Warm but unofficial relations between Israel and Morocco are nothing new. Morocco has long considered recognizing Israel, and King Hassan II aggressively pursued that option during the 1990s, as did other Arab nations. Secret Israeli-Moroccan contacts have been commonplace since. Today, full relations are thus neither new nor difficult to achieve. The United Arab Emirates and Bahrain have recently taken the plunge, and more could follow. But what Morocco has actually agreed to remains unclear; Rabat denies it will open anything more than a “liaison office” in Israel (which it did in the 1990s), or that its deal actually involves full diplomatic relations.
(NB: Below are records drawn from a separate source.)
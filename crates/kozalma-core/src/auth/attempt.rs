use std::fmt;
use std::time::Duration;

use serde::{Deserialize, Serialize};
use tokio::sync::watch;
use tokio::task::JoinHandle;
use tracing::debug;

use super::ValidationError;

/// Length of a one-time passcode
pub const CODE_LENGTH: usize = 6;

/// Accepted digit count of a phone number, country code included
const MIN_PHONE_DIGITS: usize = 10;
const MAX_PHONE_DIGITS: usize = 15;

/// Backend identifier limit (`max_length=320`)
const MAX_IDENTIFIER_LENGTH: usize = 320;

/// Where the one-time passcode is delivered
#[derive(Debug, Clone, Copy, PartialEq, Eq, Hash, Serialize, Deserialize)]
#[serde(rename_all = "lowercase")]
pub enum Channel {
    Email,
    Phone,
}

impl Channel {
    pub fn as_str(&self) -> &'static str {
        match self {
            Channel::Email => "email",
            Channel::Phone => "phone",
        }
    }
}

impl fmt::Display for Channel {
    fn fmt(&self, f: &mut fmt::Formatter<'_>) -> fmt::Result {
        f.write_str(self.as_str())
    }
}

/// Validate and normalize an identifier for `channel`.
/// Returns the trimmed identifier; phone numbers keep only `+` and digits.
pub fn validate_identifier(channel: Channel, raw: &str) -> Result<String, ValidationError> {
    let identifier = raw.trim();
    if identifier.is_empty() {
        return Err(ValidationError::EmptyIdentifier);
    }

    match channel {
        Channel::Email => {
            if identifier.len() > MAX_IDENTIFIER_LENGTH || identifier.contains(char::is_whitespace) {
                return Err(ValidationError::InvalidEmail);
            }
            let (local, domain) = identifier
                .split_once('@')
                .ok_or(ValidationError::InvalidEmail)?;
            let domain_ok = domain.contains('.')
                && !domain.starts_with('.')
                && !domain.ends_with('.')
                && !domain.contains('@');
            if local.is_empty() || !domain_ok {
                return Err(ValidationError::InvalidEmail);
            }
            Ok(identifier.to_string())
        }
        Channel::Phone => {
            let (plus, rest) = match identifier.strip_prefix('+') {
                Some(rest) => ("+", rest),
                None => ("", identifier),
            };
            if rest
                .chars()
                .any(|c| !(c.is_ascii_digit() || matches!(c, ' ' | '-' | '(' | ')')))
            {
                return Err(ValidationError::InvalidPhone);
            }
            let digits: String = rest.chars().filter(|c| c.is_ascii_digit()).collect();
            if !(MIN_PHONE_DIGITS..=MAX_PHONE_DIGITS).contains(&digits.len()) {
                return Err(ValidationError::InvalidPhone);
            }
            Ok(format!("{}{}", plus, digits))
        }
    }
}

/// A code must be exactly six ASCII digits.
pub fn validate_code(code: &str) -> Result<(), ValidationError> {
    let code = code.trim();
    if code.len() == CODE_LENGTH && code.bytes().all(|b| b.is_ascii_digit()) {
        Ok(())
    } else {
        Err(ValidationError::InvalidCode)
    }
}

/// Countdown of the server-mandated wait before another code may be requested.
///
/// Ticks once per second on the tokio clock and publishes the remaining
/// seconds over a `watch` channel. Dropping the timer stops the countdown.
pub struct CooldownTimer {
    remaining: watch::Receiver<u32>,
    task: JoinHandle<()>,
}

impl CooldownTimer {
    /// Start counting down from `seconds`. Must be called within a tokio runtime.
    pub fn start(seconds: u32) -> Self {
        let (tx, rx) = watch::channel(seconds);
        let task = tokio::spawn(async move {
            let mut remaining = seconds;
            while remaining > 0 {
                tokio::time::sleep(Duration::from_secs(1)).await;
                remaining -= 1;
                if tx.send(remaining).is_err() {
                    break;
                }
            }
            debug!("Resend cooldown finished");
        });
        Self {
            remaining: rx,
            task,
        }
    }

    pub fn remaining(&self) -> u32 {
        *self.remaining.borrow()
    }

    pub fn subscribe(&self) -> watch::Receiver<u32> {
        self.remaining.clone()
    }

    pub fn is_finished(&self) -> bool {
        self.remaining() == 0
    }
}

impl Drop for CooldownTimer {
    fn drop(&mut self) {
        self.task.abort();
    }
}

/// One run through the OTP screen: validated channel/identifier plus the
/// resend cooldown. Never persisted.
pub struct AuthAttempt {
    channel: Channel,
    identifier: String,
    cooldown: Option<CooldownTimer>,
}

impl AuthAttempt {
    pub fn new(channel: Channel, identifier: &str) -> Result<Self, ValidationError> {
        let identifier = validate_identifier(channel, identifier)?;
        Ok(Self {
            channel,
            identifier,
            cooldown: None,
        })
    }

    pub fn channel(&self) -> Channel {
        self.channel
    }

    pub fn identifier(&self) -> &str {
        &self.identifier
    }

    /// Begin the resend countdown reported by the backend, replacing any running one.
    pub fn start_cooldown(&mut self, seconds: u32) {
        self.cooldown = Some(CooldownTimer::start(seconds));
    }

    pub fn cooldown_remaining_seconds(&self) -> u32 {
        self.cooldown.as_ref().map(CooldownTimer::remaining).unwrap_or(0)
    }

    /// Receiver for countdown updates, if a cooldown was started
    pub fn cooldown_updates(&self) -> Option<watch::Receiver<u32>> {
        self.cooldown.as_ref().map(CooldownTimer::subscribe)
    }

    /// Resend is disabled until the cooldown reaches zero
    pub fn can_resend(&self) -> bool {
        self.cooldown_remaining_seconds() == 0
    }
}
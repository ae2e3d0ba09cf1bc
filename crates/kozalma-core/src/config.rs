//! Application configuration management.
//!
//! Holds the backend URL and the persisted user preferences that seed
//! `AppSettings` at startup.
//!
//! Configuration is stored at `~/.config/kozalma/config.json`.

use std::path::{Path, PathBuf};
use std::time::Duration;

use anyhow::{Context, Result};
use serde::{Deserialize, Serialize};

use crate::messages::Language;
use crate::settings::AppSettings;

/// Application name used for config directory paths
const APP_NAME: &str = "kozalma";

/// Config file name
const CONFIG_FILE: &str = "config.json";

/// Overrides `api_base_url` when set
pub const API_URL_ENV: &str = "KOZALMA_API_URL";

const DEFAULT_API_BASE_URL: &str = "http://localhost:8000";

#[derive(Debug, Clone, PartialEq, Serialize, Deserialize)]
#[serde(default)]
pub struct Config {
    pub api_base_url: String,
    pub language: Language,
    pub tts_speed: f32,
    pub volume: f32,
    pub send_unknown: bool,
    pub double_tap_window_ms: u64,
}

impl Default for Config {
    fn default() -> Self {
        let settings = AppSettings::default();
        Self {
            api_base_url: DEFAULT_API_BASE_URL.to_string(),
            language: settings.language,
            tts_speed: settings.tts_speed,
            volume: settings.volume,
            send_unknown: settings.send_unknown,
            double_tap_window_ms: 400,
        }
    }
}

impl Config {
    /// Load from the default location, then apply `KOZALMA_API_URL`.
    pub fn load() -> Result<Self> {
        let mut config = Self::load_from(&Self::config_path()?)?;
        if let Ok(url) = std::env::var(API_URL_ENV) {
            if !url.trim().is_empty() {
                config.api_base_url = url.trim().to_string();
            }
        }
        Ok(config)
    }

    /// Missing file yields the defaults
    pub fn load_from(path: &Path) -> Result<Self> {
        if path.exists() {
            let contents = std::fs::read_to_string(path)
                .with_context(|| format!("Failed to read {}", path.display()))?;
            serde_json::from_str(&contents)
                .with_context(|| format!("Invalid config file {}", path.display()))
        } else {
            Ok(Self::default())
        }
    }

    pub fn save(&self) -> Result<()> {
        self.save_to(&Self::config_path()?)
    }

    pub fn save_to(&self, path: &Path) -> Result<()> {
        if let Some(parent) = path.parent() {
            std::fs::create_dir_all(parent)?;
        }
        let contents = serde_json::to_string_pretty(self)?;
        std::fs::write(path, contents)
            .with_context(|| format!("Failed to write {}", path.display()))?;
        Ok(())
    }

    pub fn config_path() -> Result<PathBuf> {
        let config_dir = dirs::config_dir()
            .ok_or_else(|| anyhow::anyhow!("Could not find config directory"))?;
        Ok(config_dir.join(APP_NAME).join(CONFIG_FILE))
    }

    /// Initial settings for the `SettingsStore`
    pub fn settings(&self) -> AppSettings {
        AppSettings {
            language: self.language,
            tts_speed: self.tts_speed,
            volume: self.volume.clamp(0.0, 1.0),
            send_unknown: self.send_unknown,
            flashlight: false,
        }
    }

    /// Keep the persisted preferences in step with the live settings
    pub fn apply_settings(&mut self, settings: &AppSettings) {
        self.language = settings.language;
        self.tts_speed = settings.tts_speed;
        self.volume = settings.volume;
        self.send_unknown = settings.send_unknown;
    }

    pub fn double_tap_window(&self) -> Duration {
        Duration::from_millis(self.double_tap_window_ms)
    }
}

#[cfg(test)]
mod tests {
    use super::*;

    fn temp_path(name: &str) -> PathBuf {
        std::env::temp_dir()
            .join(format!("kozalma-test-{}-{}", std::process::id(), name))
            .join(CONFIG_FILE)
    }

    #[test]
    fn test_missing_file_gives_defaults() {
        let config = Config::load_from(&temp_path("missing")).unwrap();
        assert_eq!(config, Config::default());
        assert_eq!(config.api_base_url, "http://localhost:8000");
        assert_eq!(config.double_tap_window(), Duration::from_millis(400));
    }

    #[test]
    fn test_save_and_load() {
        let path = temp_path("roundtrip");
        let mut config = Config::default();
        config.language = Language::Kz;
        config.tts_speed = 1.25;
        config.save_to(&path).unwrap();

        let loaded = Config::load_from(&path).unwrap();
        assert_eq!(loaded, config);
        let _ = std::fs::remove_dir_all(path.parent().unwrap());
    }

    #[test]
    fn test_partial_file_fills_defaults() {
        let config: Config = serde_json::from_str(r#"{"language":"kz"}"#).unwrap();
        assert_eq!(config.language, Language::Kz);
        assert_eq!(config.volume, 0.8);
        assert_eq!(config.double_tap_window_ms, 400);
    }

    #[test]
    fn test_settings_clamps_volume() {
        let config = Config {
            volume: 3.0,
            send_unknown: true,
            ..Default::default()
        };
        let settings = config.settings();
        assert_eq!(settings.volume, 1.0);
        assert!(settings.send_unknown);
        assert!(!settings.flashlight);
    }

    #[test]
    fn test_apply_settings() {
        let mut config = Config::default();
        config.apply_settings(&AppSettings {
            volume: 0.3,
            language: Language::Kz,
            ..Default::default()
        });
        assert_eq!(config.volume, 0.3);
        assert_eq!(config.language, Language::Kz);
    }

    #[test]
    fn test_invalid_file_is_an_error() {
        let path = temp_path("invalid");
        std::fs::create_dir_all(path.parent().unwrap()).unwrap();
        std::fs::write(&path, "{ not json").unwrap();

        assert!(Config::load_from(&path).is_err());
        let _ = std::fs::remove_dir_all(path.parent().unwrap());
    }
}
In making his rash decision, Trump consulted neither the Polisario Front—which has long represented the Sahrawis—nor Algeria and Mauritania, the most concerned neighboring countries, nor anyone else. This is what happens when dilettantes handle U.S. diplomacy, and it is sadly typical of Trump’s nakedly transactional approach during his tenure. To him, everything is a potential deal, viewed in very narrow terms through the attention span of a fruit fly. Fully weighing all the merits and equities involved in complex international scenarios is not his style. Historical background and future ramifications? Those are for losers. Fortunately, Trump made no nuclear deal with North Korea or Iran; one can only imagine what he might have given away.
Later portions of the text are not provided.